Почтальон на фоне вечности

“В деревне Бог живет не по углам”

Почтальон играл сам себя. Сами себя играли замшелые бревна и водомерки, огромные разливы озер и маленький мальчик Тимка, вдруг скинувший весь скептицизм современности при возможном приближении кикиморы в дикой болотистой заводи. 

“В деревне Бог живет не по углам”

Я поразилась непридуманности сцены. Несколько месяцев назад, возращаясь домой из гостей, Герда неистово хохотала всю дорогу, веселясь так громко, что я назвала ее кикиморой. Что ты хохочешь как кикимора? - вопрошала я на мосту Академия.

И в ответ Герда заливалась веселым смехом. Мы долго обсуждали, где именно и под какими мостами и каналами живут кикиморы. Но едва мы свернули с людной площади, как Герда вдруг резко замолчала и очень серьезно сказала мне: “Мама, давай не будем сейчас уже говорить про кикимор”. Я кивнула. Большой крылатый лев серебрился в свете луны.

А сегодня на экране дули ветра и шелестели березы. Надоедливо жужжали мухи по утрам: бились об заляпанные стекла и ползали по липким аляповатым цветастым клеенкам. И эмалированные тазики, крашеные деревянные лавки, задвижки, подпорки, заглушки - все жило своей совсем не киношной жизнью. Я знала их в лицо.

На вкус, на цвет, на ощупь. Это было не про какую-то далекую экзотику и не про социальные разрывы и разломы. Это было про них. И где-то по соседству жила уже совсем старенькая тетя Катя. И не было времени. И деления на мертвых и живых тоже нет. И ездит по лесу Сашка-тракторист. И Рубик не утонул.

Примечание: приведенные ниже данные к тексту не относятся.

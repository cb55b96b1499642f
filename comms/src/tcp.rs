use std::{
    net::{TcpListener, TcpStream, ToSocketAddrs},
    num::NonZeroUsize,
    thread,
    time::Duration,
};

use log::{debug, info, warn};

use crate::{CommErr, ProcessGroup, Result, World, frame};

/// How a joining worker retries its connection to rank 0 while the latter is
/// still starting up.
#[derive(Debug, Clone, Copy)]
pub struct ConnectPolicy {
    pub attempts: NonZeroUsize,
    pub backoff: Duration,
}

impl Default for ConnectPolicy {
    fn default() -> Self {
        Self {
            attempts: NonZeroUsize::new(50).unwrap_or(NonZeroUsize::MIN),
            backoff: Duration::from_millis(200),
        }
    }
}

enum Role {
    /// Rank 0, connected to every other worker, ordered by rank.
    Hub { peers: Vec<TcpStream>, scratch: Vec<f32> },
    /// Any other rank, connected to rank 0 only.
    Spoke { hub: TcpStream },
}

/// A process group whose workers are separate OS processes talking over TCP.
///
/// Rank 0 acts as the hub of a star: it receives every contribution, reduces
/// them in rank order and sends the result back, so every worker observes the
/// exact same sum.
pub struct TcpGroup {
    world: World,
    role: Role,
}

impl TcpGroup {
    /// Initializes the group for this worker: rank 0 listens on `addr`, every
    /// other rank connects to it.
    ///
    /// # Arguments
    /// * `world` - This worker's identity.
    /// * `addr` - The address of rank 0.
    /// * `policy` - The connection retry policy for ranks other than 0.
    pub fn init<A: ToSocketAddrs>(world: World, addr: A, policy: ConnectPolicy) -> Result<Self> {
        if world.rank() == 0 {
            let listener = TcpListener::bind(addr)?;
            info!("rank 0 listening at {}", listener.local_addr()?);
            Self::host(listener, world.size())
        } else {
            Self::join(addr, world, policy)
        }
    }

    /// Accepts the other `size - 1` workers of the group as rank 0.
    ///
    /// # Arguments
    /// * `listener` - A bound listener.
    /// * `size` - The world size.
    ///
    /// # Returns
    /// An error if a worker announces a different world size, an out of range
    /// rank or a rank that has already joined.
    pub fn host(listener: TcpListener, size: usize) -> Result<Self> {
        let size = NonZeroUsize::new(size).ok_or(CommErr::RankOutOfRange { rank: 0, size })?;
        let world = World::new(0, size)?;

        let mut slots: Vec<Option<TcpStream>> = (1..size.get()).map(|_| None).collect();
        for _ in 1..size.get() {
            let (mut stream, addr) = listener.accept()?;
            stream.set_nodelay(true)?;

            let (rank, announced) = frame::recv_hello(&mut stream)?;
            if announced != size.get() {
                return Err(CommErr::WorldMismatch {
                    rank,
                    got: announced,
                    expected: size.get(),
                });
            }

            let slot = rank
                .checked_sub(1)
                .and_then(|i| slots.get_mut(i))
                .ok_or(CommErr::RankOutOfRange {
                    rank,
                    size: size.get(),
                })?;

            if slot.replace(stream).is_some() {
                return Err(CommErr::DuplicateRank(rank));
            }

            info!(rank = rank; "worker joined from {addr}");
        }

        let peers = slots.into_iter().flatten().collect();
        Ok(Self {
            world,
            role: Role::Hub {
                peers,
                scratch: Vec::new(),
            },
        })
    }

    /// Connects to rank 0 as `world.rank()`.
    ///
    /// # Arguments
    /// * `addr` - The address of rank 0.
    /// * `world` - This worker's identity, its rank must not be 0.
    /// * `policy` - The connection retry policy.
    pub fn join<A: ToSocketAddrs>(addr: A, world: World, policy: ConnectPolicy) -> Result<Self> {
        if world.rank() == 0 {
            return Err(CommErr::DuplicateRank(0));
        }

        let mut attempt = 1;
        let mut hub = loop {
            match TcpStream::connect(&addr) {
                Ok(stream) => break stream,
                Err(e) if attempt < policy.attempts.get() => {
                    debug!(rank = world.rank(), attempt = attempt; "rank 0 unreachable: {e}");
                    attempt += 1;
                    thread::sleep(policy.backoff);
                }
                Err(e) => {
                    warn!(rank = world.rank(); "giving up on rank 0 after {attempt} attempts");
                    return Err(e.into());
                }
            }
        };

        hub.set_nodelay(true)?;
        frame::send_hello(&mut hub, world.rank(), world.size())?;
        info!(rank = world.rank(); "joined the group");

        Ok(Self {
            world,
            role: Role::Spoke { hub },
        })
    }
}

impl ProcessGroup for TcpGroup {
    fn world(&self) -> World {
        self.world
    }

    fn all_reduce_sum(&mut self, buf: &mut [f32]) -> Result<()> {
        match &mut self.role {
            Role::Hub { peers, scratch } => {
                scratch.resize(buf.len(), 0.0);

                for peer in peers.iter_mut() {
                    frame::recv_data_into(peer, scratch)?;
                    buf.iter_mut().zip(scratch.iter()).for_each(|(a, b)| *a += b);
                }

                for peer in peers.iter_mut() {
                    frame::send_data(peer, buf)?;
                }
            }
            Role::Spoke { hub } => {
                frame::send_data(hub, buf)?;
                frame::recv_data_into(hub, buf)?;
            }
        }

        Ok(())
    }

    fn broadcast(&mut self, buf: &mut [f32], root: usize) -> Result<()> {
        let size = self.world.size();
        if root >= size {
            return Err(CommErr::RankOutOfRange { rank: root, size });
        }

        let rank = self.world.rank();
        match &mut self.role {
            Role::Hub { peers, .. } => {
                if root != 0 {
                    frame::recv_data_into(&mut peers[root - 1], buf)?;
                }

                for (i, peer) in peers.iter_mut().enumerate() {
                    if i + 1 != root {
                        frame::send_data(peer, buf)?;
                    }
                }
            }
            Role::Spoke { hub } if rank == root => frame::send_data(hub, buf)?,
            Role::Spoke { hub } => frame::recv_data_into(hub, buf)?,
        }

        Ok(())
    }

    fn barrier(&mut self) -> Result<()> {
        self.all_reduce_sum(&mut [])
    }

    fn destroy(self) -> Result<()> {
        match self.role {
            Role::Hub { mut peers, .. } => {
                for peer in peers.iter_mut() {
                    frame::recv_bye(peer)?;
                }

                for peer in peers.iter_mut() {
                    frame::send_bye(peer)?;
                }
            }
            Role::Spoke { mut hub } => {
                frame::send_bye(&mut hub)?;
                frame::recv_bye(&mut hub)?;
            }
        }

        info!(rank = self.world.rank(); "left the group");
        Ok(())
    }
}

И Станислав и Мара сидят на скамейке возле дома после уборки сена, и пес тут-как-тут, а долговязый Болес колесит на своем разбитом мотоцикле по пыльным проселочным дорогам. И в библиотеке ждет Мария Яновна. И шумят сосны над нашим хутором, где уже тридцать лет, как идет отсчет подлинной жизни вещей, людей и деревьев.

“В деревне Бог живет не по углам”. Фильм, собственно, и снимался совсем не так далеко от мест, где эти строчки обрели форму и смысл, а слово “ссылка” приобрело для питерского мальчика новое небумажное измерение.

Это кино, которому удалось стать больше кино. Искусство, которое смогло быть чище и выше себя. Потому что через все цитаты от “Ladri di biciclette” до “Zabriskie point”, через неореализм, минуя реализм социалистический, через запои и упадок, через одиночество и тоску процежено что-то главное, что разливается бескрайним озером, по которому скользит моторка, и неказистый голубоглазый почтальон возит пенсии, письма и хлеб.

Я выбежала на улицу как только пошли титры. В зале каждый второй был знакомый. Не хотелось улыбаться и обмениваться светскими репликами. К тому же, пора было отпустить старших девочек, которые оставались с младшими.

Я бежала домой знакомыми улочками и думала о кино, о 12-й минуте “Смерти в Венеции” и о том, что сейчас в отеле Excelsior, где она и снималась, под сводами, знававшими Коко Шанель и Дягилева, Тарковского и Феллини, сверкают огни заключительной вечеринки кинофестиваля, и что режиссер, снявший “Белые ночи почтальона Тряпицына” и только что прошедший по красной дорожке, получив заслуженного “Cеребряного льва”, наверное бы очень удивился, если б узнал, что в это время на соседнем острове течет почти такая же тихая и незаметная жизнь, и точно так же, как почтальон Тряпицын, венецианка ветеринарша Кьяра садится на свою моторку и объезжает остров, где у каждого причала ее ждут бездомные кошки - разве что вместо пенсии они получают свою долю рыбы, и сушатся рыбацкие сети, а зимой дуют ветра, и шелестит тростник, и баюкают туманы, и в этот вечер старики неторопливо переговариваются на диалекте, попивая субботний стаканчик, а на пороге рыбацкой хижины стоят вечные сапоги и ждут возвращения синей лодки.